Flint · 13 October 2005
jackd · 13 October 2005
Much as I believe the Discovery Institute and IDers in general are sophists making a political attack on science, I have to ask: Are Witt and Luskin actually making contradictory claims?
Luskin's assertion is that there was no "widely accepted" name to hang on the "scientific position" when Pandas and People was written. (This is plainly false, since the term "bogus" has been well-known for many years. But never mind.)
If you accept that ID as a concept independent of creationism had been floating around the intellectual ether for over a century, (which I think is what Witt is saying) and that the authors of P&P were taking design as a scientific position without using that particular terminology because it wasn't "widely accepted", (which I think is what Luskin was saying) then the two positions don't exactly contradict.
I don't find this persuasive, but that's because it's crystal clear to me that P&P has been a creationist effort from the start, and that they basically ran a global search-and-replace of "design" for "creation" in the recent edition(s). Just trying to be fair, even to people and positions that don't deserve it.
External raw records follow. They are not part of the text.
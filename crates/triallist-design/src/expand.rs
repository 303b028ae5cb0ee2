use serde::{Deserialize, Serialize};

use triallist_core::errors::{ErrorInfo, TrialError};
use triallist_core::rng::RngHandle;
use triallist_core::{Cell, Table};

/// Options for [`expand`].
#[derive(Debug, Clone, PartialEq, Serialize, Deserialize)]
pub struct ExpandOpts {
    /// Tag values for valid and invalid trials, in that order.
    pub values: (Cell, Cell),
    /// Target fraction of valid trials in the output, strictly in (0,1).
    pub ratio: f64,
    /// Draw invalid trials as a strict subset of the valid trials instead of
    /// duplicating the whole set.
    pub sample: bool,
    /// Seed for the sampling RNG; `None` means non-reproducible.
    pub seed: Option<u64>,
}

impl Default for ExpandOpts {
    fn default() -> Self {
        Self {
            values: (Cell::Int(1), Cell::Int(0)),
            ratio: 0.5,
            sample: false,
            seed: None,
        }
    }
}

/// Copies or samples rows to satisfy the valid:invalid ratio.
///
/// A new column `name` tags originally-valid rows with `values.0` and the
/// invalid set with `values.1`; it is inserted as the first column and row
/// labels are reset to sequential positions. Valid rows come first, then
/// invalid — presentation order must be re-shuffled by the caller.
///
/// In duplicate mode the replication factor is
/// `floor(ratio / (1 - ratio))`: integer truncation, so the achieved ratio
/// can sit below the requested target for small inputs. The approximation is
/// intentional; callers needing exact ratios must choose input sizes
/// accordingly. Ratios below 0.5 leave no full copy to duplicate and are
/// rejected — use sample mode for those.
pub fn expand(valid: &Table, name: &str, opts: &ExpandOpts) -> Result<Table, TrialError> {
    if valid.is_empty() {
        return Err(TrialError::InvalidInput(ErrorInfo::new(
            "empty-frame",
            "expand requires a non-empty trial list",
        )));
    }
    if !(opts.ratio > 0.0 && opts.ratio < 1.0) {
        return Err(TrialError::InvalidInput(
            ErrorInfo::new("ratio-range", "ratio must lie strictly between 0 and 1")
                .with_context("ratio", opts.ratio.to_string()),
        ));
    }
    if valid.has_column(name) {
        return Err(TrialError::InvalidInput(
            ErrorInfo::new("duplicate-column", "tag column already exists")
                .with_context("column", name.to_string()),
        ));
    }

    let num_trials = valid.len();
    let (valid_part, invalid_part) = if !opts.sample {
        let num_valid = (num_trials as f64 * opts.ratio) / (1.0 - opts.ratio);
        let copies = (num_valid / num_trials as f64) as usize;
        if copies == 0 {
            return Err(TrialError::InvalidInput(
                ErrorInfo::new("ratio-too-low", "duplicate mode needs a ratio of at least 0.5")
                    .with_context("ratio", opts.ratio.to_string())
                    .with_hint("use sample mode for ratios below 0.5"),
            ));
        }
        let parts: Vec<&Table> = std::iter::repeat(valid).take(copies).collect();
        (Table::concat(&parts)?, valid.clone())
    } else {
        let num_invalid =
            ((num_trials as f64 * (1.0 - opts.ratio)) / opts.ratio) as usize;
        if num_invalid > num_trials {
            return Err(TrialError::InsufficientData(
                ErrorInfo::new("sample-size", "requested sample exceeds the valid pool")
                    .with_context("requested", num_invalid.to_string())
                    .with_context("available", num_trials.to_string()),
            ));
        }
        let mut rng = RngHandle::from_optional_seed(opts.seed);
        let picked = rand::seq::index::sample(&mut rng, num_trials, num_invalid).into_vec();
        (valid.clone(), valid.take(&picked)?)
    };

    let mut tagged_valid = valid_part;
    tagged_valid.insert_column_front(name, vec![opts.values.0.clone(); tagged_valid.len()])?;
    let mut tagged_invalid = invalid_part;
    tagged_invalid.insert_column_front(name, vec![opts.values.1.clone(); tagged_invalid.len()])?;

    let mut frame = Table::concat(&[&tagged_valid, &tagged_invalid])?;
    frame.reset_labels();
    Ok(frame)
}

#[cfg(test)]
mod tests {
    use super::*;

    fn trials(n: usize) -> Table {
        let rows = (0..n).map(|i| vec![Cell::from(i as i64)]).collect();
        Table::from_rows(vec!["stim".into()], rows).unwrap()
    }

    #[test]
    fn duplicate_mode_row_arithmetic() {
        // ratio 0.75 -> copies = 3, output = 3n valid + n invalid.
        let frame = expand(
            &trials(4),
            "valid",
            &ExpandOpts {
                ratio: 0.75,
                ..ExpandOpts::default()
            },
        )
        .unwrap();
        assert_eq!(frame.len(), 16);
        let tags = frame.column_values("valid").unwrap();
        assert_eq!(tags.iter().filter(|t| **t == Cell::Int(1)).count(), 12);
        assert_eq!(tags.iter().filter(|t| **t == Cell::Int(0)).count(), 4);
    }

    #[test]
    fn low_ratio_duplicate_mode_is_rejected() {
        let err = expand(
            &trials(4),
            "valid",
            &ExpandOpts {
                ratio: 0.25,
                ..ExpandOpts::default()
            },
        )
        .unwrap_err();
        assert_eq!(err.info().code, "ratio-too-low");
    }
}
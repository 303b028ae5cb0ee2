//! Canonical encoding and stable hashing for reproducibility checks.

use serde::Serialize;
use sha2::{Digest, Sha256};

use crate::errors::{ErrorInfo, TrialError};
use crate::table::Table;

/// Encodes a serializable payload as canonical JSON bytes. Struct fields
/// serialize in declaration order and maps in key order, so equal values
/// always produce equal bytes.
pub fn to_canonical_json_bytes<T: Serialize>(value: &T) -> Result<Vec<u8>, TrialError> {
    serde_json::to_vec(value).map_err(|err| {
        TrialError::Serde(
            ErrorInfo::new("json-encode", "failed to encode canonical json")
                .with_hint(err.to_string()),
        )
    })
}

/// Computes a stable hexadecimal hash for the provided serializable payload.
pub fn stable_hash_string<T: Serialize>(value: &T) -> Result<String, TrialError> {
    let bytes = to_canonical_json_bytes(value)?;
    let digest = Sha256::digest(bytes);
    Ok(format!("{:x}", digest))
}

/// Computes a stable hash of a table's columns, rows, and labels. Two tables
/// hash equal exactly when their contents and row order are identical.
pub fn stable_table_hash(table: &Table) -> Result<String, TrialError> {
    stable_hash_string(table)
}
Brian Spitzer · 13 October 2005
This perhaps belongs on another thread, but it's definitely another case of the self-contradictory nature of ID, so I thought I'd mention it here. Over on the "Evolution News & Views" blog, Bruce Chapman has just linked to an article which was apparently just posted on the DI Web site by Jonathan Wells. The article is meant to rebut Jerry Coyne's recent article in The National Review. In that article, Coyne points out that many facts of biology-- transitionals in the fossil record, vestigial structures and genes, and pretty much all of biogeography-- are explained by evolution but make no sense as the products of design.
Wells retorts that Coyne can't rule out design like that: we can't be sure about any of the methods or goals of the designer; design could have been through gradual slight changes rather than ex nihilo creation; design might have happened all at once or at many different times; and ID isn't saying which or how many aspects of the biological world were designed and which took shape through natural mechanisms.
Exactly.
Hyperion · 13 October 2005
Registered User · 13 October 2005
"Whatever people say about America, it is still one of the most wonderful countries in the world, despite the politics, religion and everything else that goes on."
The wookiee has spoken.
http://www.cnn.com/2005/SHOWBIZ/Movies/10/13/citizen.wookiee.ap/index.html
Someone tell Lyin' Luskin. He's a fan.
Salvador T. Cordova · 19 October 2005
sir_toejam · 19 October 2005
gees, you really define the term "brainwashed", sal.
are you really trying to imply that ID is an independent derivation?
sad.
it is yourself who is trying to render your misunderstandings and misinterpretations as truth, not the rest of us.
you can lie to yourself all you want, the rest of us will continue on in reality.
Steve S · 19 October 2005
'Rev Dr' Lenny Flank · 19 October 2005
'Rev Dr' Lenny Flank · 19 October 2005
sir_toejam · 20 October 2005
Sal is just a messenger boy, just a Dembski sycophant; he can't answer questions unless authorized to do so by the clergy.